The Salmonella Typhimurium InvF-SicA complex is necessary for the transcription of sopB in the absence of the repressor H-NS.
Luis E Romero-GonzálezDeyanira Pérez-MoralesDaniel Cortés-AvalosEdwin Vázquez-GuerreroDenisse A Paredes-HernándezPaulina Estrada-de Los SantosLourdes Villa-TanacaMiguel A De la CruzVíctor H BustamanteJose Antonio IbarraPublished in: PloS one (2020)

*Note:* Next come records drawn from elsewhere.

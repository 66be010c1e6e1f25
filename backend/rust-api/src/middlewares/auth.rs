use axum::{
    extract::{Request, State},
    http::{HeaderMap, StatusCode},
    middleware::Next,
    response::Response,
};
use jsonwebtoken::{decode, encode, DecodingKey, EncodingKey, Header, Validation};
use serde::{Deserialize, Serialize};
use std::sync::Arc;

use crate::services::AppState;

#[derive(Debug, Serialize, Deserialize, Clone)]
pub struct JwtClaims {
    pub sub: String, // user id, decimal
    pub exp: usize,  // expiration timestamp
    pub iat: usize,  // issued at timestamp
}

#[derive(Debug)]
pub enum AuthError {
    InvalidToken,
    ExpiredToken,
    InvalidSignature,
}

impl std::fmt::Display for AuthError {
    fn fmt(&self, f: &mut std::fmt::Formatter<'_>) -> std::fmt::Result {
        match self {
            AuthError::InvalidToken => write!(f, "Invalid token"),
            AuthError::ExpiredToken => write!(f, "Token expired"),
            AuthError::InvalidSignature => write!(f, "Invalid token signature"),
        }
    }
}

impl std::error::Error for AuthError {}

pub struct JwtService {
    encoding_key: EncodingKey,
    decoding_key: DecodingKey,
}

impl JwtService {
    pub fn new(secret: &str) -> Self {
        Self {
            encoding_key: EncodingKey::from_secret(secret.as_bytes()),
            decoding_key: DecodingKey::from_secret(secret.as_bytes()),
        }
    }

    pub fn generate_token(&self, claims: JwtClaims) -> Result<String, AuthError> {
        encode(&Header::default(), &claims, &self.encoding_key).map_err(|_| AuthError::InvalidToken)
    }

    pub fn validate_token(&self, token: &str) -> Result<JwtClaims, AuthError> {
        let validation = Validation::default();

        decode::<JwtClaims>(token, &self.decoding_key, &validation)
            .map(|data| data.claims)
            .map_err(|e| {
                if e.to_string().contains("ExpiredSignature") {
                    AuthError::ExpiredToken
                } else if e.to_string().contains("InvalidSignature") {
                    AuthError::InvalidSignature
                } else {
                    AuthError::InvalidToken
                }
            })
    }
}

/// Middleware guarding routes that require a signed-in user
pub async fn auth_middleware(
    State(state): State<Arc<AppState>>,
    headers: HeaderMap,
    mut request: Request,
    next: Next,
) -> Result<Response, StatusCode> {
    // Extract token from Authorization header
    let token = headers
        .get("authorization")
        .and_then(|v| v.to_str().ok())
        .and_then(|v| v.strip_prefix("Bearer "))
        .ok_or(StatusCode::UNAUTHORIZED)?;

    // Validate token
    let jwt_service = JwtService::new(&state.config.jwt_secret);
    let claims = jwt_service.validate_token(token).map_err(|e| {
        tracing::warn!("JWT validation failed: {}", e);
        StatusCode::UNAUTHORIZED
    })?;

    tracing::debug!("Authenticated user: {}", claims.sub);

    // Store claims in request extensions for handlers to use
    request.extensions_mut().insert(claims);

    Ok(next.run(request).await)
}
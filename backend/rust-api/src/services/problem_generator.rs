use rand::Rng;
use thiserror::Error;

use crate::models::problem::{Difficulty, Operation};

/// Upper bound on redraws when hunting for an even divisor. Past this
/// the divisor falls back to 1, which divides every dividend.
const MAX_DIVISOR_REDRAWS: u32 = 32;

#[derive(Debug, Error, PartialEq, Eq)]
pub enum GenerateError {
    #[error("Invalid operation: {0}")]
    InvalidOperation(String),

    #[error("Invalid difficulty: {0}")]
    InvalidDifficulty(String),
}

/// A freshly generated problem, not yet persisted
#[derive(Debug, Clone, PartialEq)]
pub struct GeneratedProblem {
    pub operation: Operation,
    pub difficulty: Difficulty,
    pub operand1: i64,
    pub operand2: i64,
    pub answer: f64,
}

/// Generates a random problem for the named operation and difficulty.
/// Unknown names are rejected, never defaulted.
pub fn generate(operation: &str, difficulty: &str) -> Result<GeneratedProblem, GenerateError> {
    let operation = Operation::parse(operation)
        .ok_or_else(|| GenerateError::InvalidOperation(operation.to_string()))?;
    let difficulty = Difficulty::parse(difficulty)
        .ok_or_else(|| GenerateError::InvalidDifficulty(difficulty.to_string()))?;

    Ok(generate_with(&mut rand::rng(), operation, difficulty))
}

fn generate_with<R: Rng>(
    rng: &mut R,
    operation: Operation,
    difficulty: Difficulty,
) -> GeneratedProblem {
    let range = difficulty.operand_range();
    let a = rng.random_range(range.clone());
    let b = rng.random_range(range.clone());

    let (operand1, operand2) = match operation {
        Operation::Addition | Operation::Multiplication => (a, b),
        // Larger operand first keeps the result non-negative
        Operation::Subtraction => (a.max(b), a.min(b)),
        // A band draw that already divides evenly is kept as-is
        Operation::Division if a % b == 0 => (a, b),
        Operation::Division => (a, draw_divisor(rng, a, *range.end())),
    };

    GeneratedProblem {
        operation,
        difficulty,
        operand1,
        operand2,
        answer: operation.apply(operand1, operand2),
    }
}

/// Draws a divisor of `dividend` from [1, max], redrawing on misses.
fn draw_divisor<R: Rng>(rng: &mut R, dividend: i64, max: i64) -> i64 {
    for _ in 0..MAX_DIVISOR_REDRAWS {
        let candidate = rng.random_range(1..=max);
        if dividend % candidate == 0 {
            return candidate;
        }
    }
    1
}
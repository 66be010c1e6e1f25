use lazy_static::lazy_static;
use prometheus::{
    register_histogram_vec, register_int_counter_vec, Encoder, HistogramVec, IntCounterVec,
    TextEncoder,
};

lazy_static! {
    // HTTP Metrics
    pub static ref HTTP_REQUESTS_TOTAL: IntCounterVec = register_int_counter_vec!(
        "http_requests_total",
        "Total number of HTTP requests",
        &["method", "path", "status"]
    )
    .unwrap();

    pub static ref HTTP_REQUEST_DURATION_SECONDS: HistogramVec = register_histogram_vec!(
        "http_request_duration_seconds",
        "HTTP request duration in seconds",
        &["method", "path"],
        vec![0.001, 0.005, 0.01, 0.025, 0.05, 0.1, 0.25, 0.5, 1.0, 2.5, 5.0, 10.0]
    )
    .unwrap();

    // Business Metrics
    pub static ref PROBLEMS_GENERATED_TOTAL: IntCounterVec = register_int_counter_vec!(
        "problems_generated_total",
        "Total number of problems generated",
        &["operation", "difficulty"]
    )
    .unwrap();

    pub static ref ANSWERS_SUBMITTED_TOTAL: IntCounterVec = register_int_counter_vec!(
        "answers_submitted_total",
        "Total number of answers submitted",
        &["correct"]
    )
    .unwrap();

    pub static ref LEVEL_CHANGES_TOTAL: IntCounterVec = register_int_counter_vec!(
        "level_changes_total",
        "Total number of user level changes",
        &["direction"]
    )
    .unwrap();
}

/// Renders all metrics in Prometheus text format
pub fn render_metrics() -> Result<String, prometheus::Error> {
    let encoder = TextEncoder::new();
    let metric_families = prometheus::gather();
    let mut buffer = Vec::new();
    encoder.encode(&metric_families, &mut buffer)?;
    String::from_utf8(buffer)
        .map_err(|e| prometheus::Error::Msg(format!("Failed to convert metrics to UTF-8: {}", e)))
}
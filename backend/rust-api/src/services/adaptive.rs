use crate::models::progress::ProgressEntry;
use crate::models::user::UserLevel;

/// How many of the newest attempts feed the success rate.
pub const RECENT_ATTEMPT_WINDOW: usize = 10;

/// Rate at or above which a user moves up a level.
pub const PROMOTE_THRESHOLD: f64 = 0.8;

/// Rate below which a user moves down a level.
pub const DEMOTE_THRESHOLD: f64 = 0.5;

/// Fraction of correct answers over the newest `window` attempts.
/// `attempts` must already be ordered newest first. An empty history
/// rates 0.0.
pub fn success_rate(attempts: &[ProgressEntry], window: usize) -> f64 {
    let recent = &attempts[..attempts.len().min(window)];
    if recent.is_empty() {
        return 0.0;
    }
    let correct = recent.iter().filter(|attempt| attempt.is_correct).count();
    correct as f64 / recent.len() as f64
}

/// Level the user should hold given their current level and recent
/// success rate. Promotion and demotion both saturate.
pub fn next_level(current: UserLevel, rate: f64) -> UserLevel {
    if rate >= PROMOTE_THRESHOLD {
        current.promote()
    } else if rate < DEMOTE_THRESHOLD {
        current.demote()
    } else {
        current
    }
}
use anyhow::{anyhow, Context, Result};
use chrono::Utc;
use sqlx::SqlitePool;

use crate::metrics::{ANSWERS_SUBMITTED_TOTAL, LEVEL_CHANGES_TOTAL};
use crate::models::problem::Problem;
use crate::models::progress::{
    ProgressEntry, SubmitAnswerRequest, SubmitAnswerResponse, UserStats,
};
use crate::models::user::UserLevel;
use crate::services::adaptive;

/// Absolute tolerance when comparing a submitted answer to the stored one
pub const ANSWER_TOLERANCE: f64 = 0.01;

/// Most attempts a single history request will return
pub const HISTORY_LIMIT: i64 = 50;

pub struct ProgressService {
    db: SqlitePool,
}

impl ProgressService {
    pub fn new(db: SqlitePool) -> Self {
        Self { db }
    }

    /// Grade a submission, record it, and re-evaluate the user's level.
    /// The read-grade-write path runs inside one transaction so two
    /// concurrent submissions cannot interleave their level updates.
    pub async fn submit_answer(
        &self,
        user_id: i64,
        req: &SubmitAnswerRequest,
    ) -> Result<SubmitAnswerResponse> {
        let mut tx = self
            .db
            .begin()
            .await
            .context("Failed to begin transaction")?;

        let problem = sqlx::query_as::<_, Problem>("SELECT * FROM problems WHERE id = ?")
            .bind(req.problem_id)
            .fetch_optional(&mut *tx)
            .await
            .context("Failed to query problem")?
            .ok_or_else(|| anyhow!("Problem not found"))?;

        let is_correct = (req.user_answer - problem.answer).abs() < ANSWER_TOLERANCE;

        sqlx::query(
            "INSERT INTO progress (user_id, problem_id, user_answer, is_correct, time_taken, attempted_at) \
             VALUES (?, ?, ?, ?, ?, ?)",
        )
        .bind(user_id)
        .bind(req.problem_id)
        .bind(req.user_answer)
        .bind(is_correct)
        .bind(req.time_taken)
        .bind(Utc::now())
        .execute(&mut *tx)
        .await
        .context("Failed to insert progress entry")?;

        let recent = sqlx::query_as::<_, ProgressEntry>(
            "SELECT * FROM progress WHERE user_id = ? \
             ORDER BY attempted_at DESC, id DESC LIMIT ?",
        )
        .bind(user_id)
        .bind(adaptive::RECENT_ATTEMPT_WINDOW as i64)
        .fetch_all(&mut *tx)
        .await
        .context("Failed to query recent attempts")?;

        let rate = adaptive::success_rate(&recent, adaptive::RECENT_ATTEMPT_WINDOW);

        let current_level =
            sqlx::query_scalar::<_, UserLevel>("SELECT level FROM users WHERE id = ?")
                .bind(user_id)
                .fetch_optional(&mut *tx)
                .await
                .context("Failed to query user level")?
                .ok_or_else(|| anyhow!("User not found"))?;

        let new_level = adaptive::next_level(current_level, rate);

        if new_level != current_level {
            sqlx::query("UPDATE users SET level = ? WHERE id = ?")
                .bind(new_level)
                .bind(user_id)
                .execute(&mut *tx)
                .await
                .context("Failed to update user level")?;

            let direction = if rate >= adaptive::PROMOTE_THRESHOLD {
                "promoted"
            } else {
                "demoted"
            };
            LEVEL_CHANGES_TOTAL.with_label_values(&[direction]).inc();

            tracing::info!(
                user_id = user_id,
                from = current_level.as_str(),
                to = new_level.as_str(),
                success_rate = rate,
                "User level changed"
            );
        }

        tx.commit().await.context("Failed to commit submission")?;

        // Record answer submission metric
        let correct_label = if is_correct { "true" } else { "false" };
        ANSWERS_SUBMITTED_TOTAL
            .with_label_values(&[correct_label])
            .inc();

        Ok(SubmitAnswerResponse {
            is_correct,
            correct_answer: problem.answer,
            new_level,
        })
    }

    /// Newest attempts for a user, most recent first
    pub async fn recent_attempts(&self, user_id: i64) -> Result<Vec<ProgressEntry>> {
        sqlx::query_as::<_, ProgressEntry>(
            "SELECT * FROM progress WHERE user_id = ? \
             ORDER BY attempted_at DESC, id DESC LIMIT ?",
        )
        .bind(user_id)
        .bind(HISTORY_LIMIT)
        .fetch_all(&self.db)
        .await
        .context("Failed to query progress history")
    }

    /// Aggregate statistics over the user's entire history
    pub async fn stats(&self, user_id: i64) -> Result<UserStats> {
        let total_attempts =
            sqlx::query_scalar::<_, i64>("SELECT COUNT(*) FROM progress WHERE user_id = ?")
                .bind(user_id)
                .fetch_one(&self.db)
                .await
                .context("Failed to count attempts")?;

        let correct_attempts = sqlx::query_scalar::<_, i64>(
            "SELECT COUNT(*) FROM progress WHERE user_id = ? AND is_correct = 1",
        )
        .bind(user_id)
        .fetch_one(&self.db)
        .await
        .context("Failed to count correct attempts")?;

        let current_level =
            sqlx::query_scalar::<_, UserLevel>("SELECT level FROM users WHERE id = ?")
                .bind(user_id)
                .fetch_optional(&self.db)
                .await
                .context("Failed to query user level")?
                .ok_or_else(|| anyhow!("User not found"))?;

        let success_rate = if total_attempts > 0 {
            correct_attempts as f64 / total_attempts as f64
        } else {
            0.0
        };

        Ok(UserStats {
            total_attempts,
            correct_attempts,
            success_rate,
            current_level,
        })
    }
}
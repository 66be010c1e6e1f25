use anyhow::{anyhow, Context, Result};
use bcrypt::{hash, verify, DEFAULT_COST};
use chrono::{Duration, Utc};
use sqlx::SqlitePool;

use crate::middlewares::auth::{JwtClaims, JwtService};
use crate::models::user::{
    AuthResponse, LoginRequest, RegisterRequest, User, UserLevel, UserProfile,
};

pub struct AuthService {
    db: SqlitePool,
    jwt_service: JwtService,
    access_token_ttl_seconds: i64,
}

impl AuthService {
    pub fn new(db: SqlitePool, jwt_service: JwtService) -> Self {
        // Read TTL from env or use default
        let access_token_ttl_seconds = std::env::var("JWT_ACCESS_TOKEN_TTL_SECONDS")
            .ok()
            .and_then(|v| v.parse::<i64>().ok())
            .unwrap_or(3600); // Default: 1 hour

        Self {
            db,
            jwt_service,
            access_token_ttl_seconds,
        }
    }

    /// Hash a password using bcrypt with cost 12
    pub fn hash_password(&self, password: &str) -> Result<String> {
        hash(password, DEFAULT_COST).context("Failed to hash password")
    }

    /// Verify a password against a hash
    pub fn verify_password(&self, password: &str, hash: &str) -> Result<bool> {
        verify(password, hash).context("Failed to verify password")
    }

    /// Register a new user. New accounts always start at beginner level.
    pub async fn register(&self, req: RegisterRequest) -> Result<AuthResponse> {
        // Check if username or email is already taken
        let username_taken =
            sqlx::query_scalar::<_, i64>("SELECT COUNT(*) FROM users WHERE username = ?")
                .bind(&req.username)
                .fetch_one(&self.db)
                .await
                .context("Failed to check existing username")?;

        if username_taken > 0 {
            return Err(anyhow!("Username already exists"));
        }

        let email_taken =
            sqlx::query_scalar::<_, i64>("SELECT COUNT(*) FROM users WHERE email = ?")
                .bind(&req.email)
                .fetch_one(&self.db)
                .await
                .context("Failed to check existing email")?;

        if email_taken > 0 {
            return Err(anyhow!("Email already exists"));
        }

        // Hash password
        let password_hash = self.hash_password(&req.password)?;

        let now = Utc::now();
        let level = UserLevel::default();

        let insert_result = sqlx::query(
            "INSERT INTO users (username, email, password_hash, level, created_at) \
             VALUES (?, ?, ?, ?, ?)",
        )
        .bind(&req.username)
        .bind(&req.email)
        .bind(&password_hash)
        .bind(level)
        .bind(now)
        .execute(&self.db)
        .await
        .context("Failed to insert user")?;

        let user = User {
            id: insert_result.last_insert_rowid(),
            username: req.username,
            email: req.email,
            password_hash,
            level,
            created_at: now,
        };

        // Registration signs the user in right away
        let access_token = self.generate_access_token(user.id)?;

        Ok(AuthResponse {
            access_token,
            user: UserProfile::from(user),
        })
    }

    /// Login user with username and password
    pub async fn login(&self, req: LoginRequest) -> Result<AuthResponse> {
        let user = sqlx::query_as::<_, User>("SELECT * FROM users WHERE username = ?")
            .bind(&req.username)
            .fetch_optional(&self.db)
            .await
            .context("Failed to query user")?
            .ok_or_else(|| anyhow!("Invalid username or password"))?;

        // Verify password
        if !self.verify_password(&req.password, &user.password_hash)? {
            tracing::warn!(
                username = %req.username,
                "Failed login attempt: invalid password"
            );
            return Err(anyhow!("Invalid username or password"));
        }

        let access_token = self.generate_access_token(user.id)?;

        tracing::info!(user_id = user.id, username = %user.username, "Successful login");

        Ok(AuthResponse {
            access_token,
            user: UserProfile::from(user),
        })
    }

    /// Generate JWT access token
    fn generate_access_token(&self, user_id: i64) -> Result<String> {
        let now = Utc::now();
        let exp = now + Duration::seconds(self.access_token_ttl_seconds);

        let claims = JwtClaims {
            sub: user_id.to_string(),
            exp: exp.timestamp() as usize,
            iat: now.timestamp() as usize,
        };

        self.jwt_service
            .generate_token(claims)
            .map_err(|e| anyhow!("Failed to generate token: {}", e))
    }

    /// Get user by ID
    pub async fn get_user_by_id(&self, user_id: i64) -> Result<User> {
        sqlx::query_as::<_, User>("SELECT * FROM users WHERE id = ?")
            .bind(user_id)
            .fetch_optional(&self.db)
            .await
            .context("Failed to query user")?
            .ok_or_else(|| anyhow!("User not found"))
    }

    /// Overwrite a user's level and return the updated row
    pub async fn update_level(&self, user_id: i64, level: UserLevel) -> Result<User> {
        sqlx::query("UPDATE users SET level = ? WHERE id = ?")
            .bind(level)
            .bind(user_id)
            .execute(&self.db)
            .await
            .context("Failed to update user level")?;

        self.get_user_by_id(user_id).await
    }
}
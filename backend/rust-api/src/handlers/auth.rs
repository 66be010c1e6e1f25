use axum::{extract::State, http::StatusCode, response::IntoResponse, Json};
use std::sync::Arc;
use validator::Validate;

use crate::{
    extractors::AppJson,
    middlewares::auth::JwtService,
    models::user::{LoginRequest, RegisterRequest},
    services::{auth_service::AuthService, AppState},
};

/// POST /api/v1/auth/register - Register a new user
pub async fn register(
    State(state): State<Arc<AppState>>,
    AppJson(req): AppJson<RegisterRequest>,
) -> Result<impl IntoResponse, (StatusCode, String)> {
    // Validate request
    if let Err(e) = req.validate() {
        return Err((StatusCode::BAD_REQUEST, format!("Validation error: {}", e)));
    }

    tracing::info!("Registering new user: {}", req.username);

    let jwt_service = JwtService::new(&state.config.jwt_secret);
    let service = AuthService::new(state.db.clone(), jwt_service);

    match service.register(req).await {
        Ok(response) => {
            tracing::info!(user_id = response.user.id, "User registered successfully");
            Ok((StatusCode::CREATED, Json(response)))
        }
        Err(e) => {
            tracing::error!("Failed to register user: {}", e);
            Err((StatusCode::BAD_REQUEST, e.to_string()))
        }
    }
}

/// POST /api/v1/auth/login - Login with username and password
pub async fn login(
    State(state): State<Arc<AppState>>,
    AppJson(req): AppJson<LoginRequest>,
) -> Result<impl IntoResponse, (StatusCode, String)> {
    // Validate request
    if let Err(e) = req.validate() {
        return Err((StatusCode::BAD_REQUEST, format!("Validation error: {}", e)));
    }

    tracing::info!("Login attempt for user: {}", req.username);

    let jwt_service = JwtService::new(&state.config.jwt_secret);
    let service = AuthService::new(state.db.clone(), jwt_service);

    match service.login(req).await {
        Ok(response) => {
            tracing::info!("User logged in successfully");
            Ok((StatusCode::OK, Json(response)))
        }
        Err(e) => {
            tracing::warn!("Failed login: {}", e);
            Err((StatusCode::UNAUTHORIZED, e.to_string()))
        }
    }
}
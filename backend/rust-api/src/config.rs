use serde::Deserialize;
use std::env;

#[derive(Debug, Clone, Deserialize)]
pub struct Config {
    pub database_url: String,
    pub jwt_secret: String,
}

impl Config {
    pub fn load() -> Result<Self, config::ConfigError> {
        // Load environment variables from .env file
        dotenvy::dotenv().ok();

        // Determine environment (defaults to dev)
        let env = env::var("APP_ENV").unwrap_or_else(|_| "dev".to_string());

        // Build configuration from config/*.toml + ENV overrides
        let config_builder = config::Config::builder()
            // Load base config from TOML file
            .add_source(
                config::File::with_name(&format!("config/{}", env)).required(false), // Allow missing config file, fallback to ENV
            )
            // Override with environment variables (prefix: APP_)
            .add_source(config::Environment::with_prefix("APP").separator("__"));

        let settings = config_builder.build()?;

        // Extract values with fallbacks to ENV or defaults
        let database_url = settings
            .get_string("database.url")
            .or_else(|_| env::var("DATABASE_URL"))
            .unwrap_or_else(|_| "sqlite:mathtrainer.db".to_string());

        let jwt_secret = settings
            .get_string("auth.jwt_secret")
            .or_else(|_| env::var("JWT_SECRET"))
            .unwrap_or_else(|_| {
                if env == "prod" {
                    panic!("FATAL: JWT_SECRET must be set in production!");
                }
                eprintln!("WARNING: Using default JWT_SECRET (dev mode only!)");
                "dev-secret-only-for-local-testing".to_string()
            });

        Ok(Config {
            database_url,
            jwt_secret,
        })
    }
}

Expression of virulence factors in non-typhoidal Salmonella enterica depends on a wide variety of general and specific transcriptional factors that act in response to multiple environmental signals. Expression of genes for cellular invasion located in the Salmonella pathogenicity island 1 (SPI-1) is tightly regulated by several transcriptional regulators arrayed in a cascade, while repression of this system is exerted mainly by H-NS. In SPI-1, H-NS represses the expression mainly by binding to the regulatory region of hilA and derepression is exercised mainly by HilD. However, the possible regulatory role of H-NS in genes downstream from HilD and HilA, such as those regulated by InvF, has not been fully explored. Here the role of H-NS on the expression of sopB, an InvF dependent gene encoded in SPI-5, was evaluated. Our data show that InvF is required for the expression of sopB even in the absence of H-NS. Furthermore, in agreement with previous results on other InvF-regulated genes, we found that the expression of sopB requires the InvF/SicA complex. Our results support that SicA is not required for DNA binding nor for increasing affinity of InvF to DNA in vitro. Moreover, by using a bacterial two-hybrid system we were able to identify interactions between SicA and InvF. Lastly, protein-protein interaction assays suggest that InvF functions as a monomer. Derived from these results we postulate that the InvF/SicA complex does not act on sopB as an anti-H-NS factor; instead, it seems to induce the expression of sopB by acting as a classical transcriptional regulator.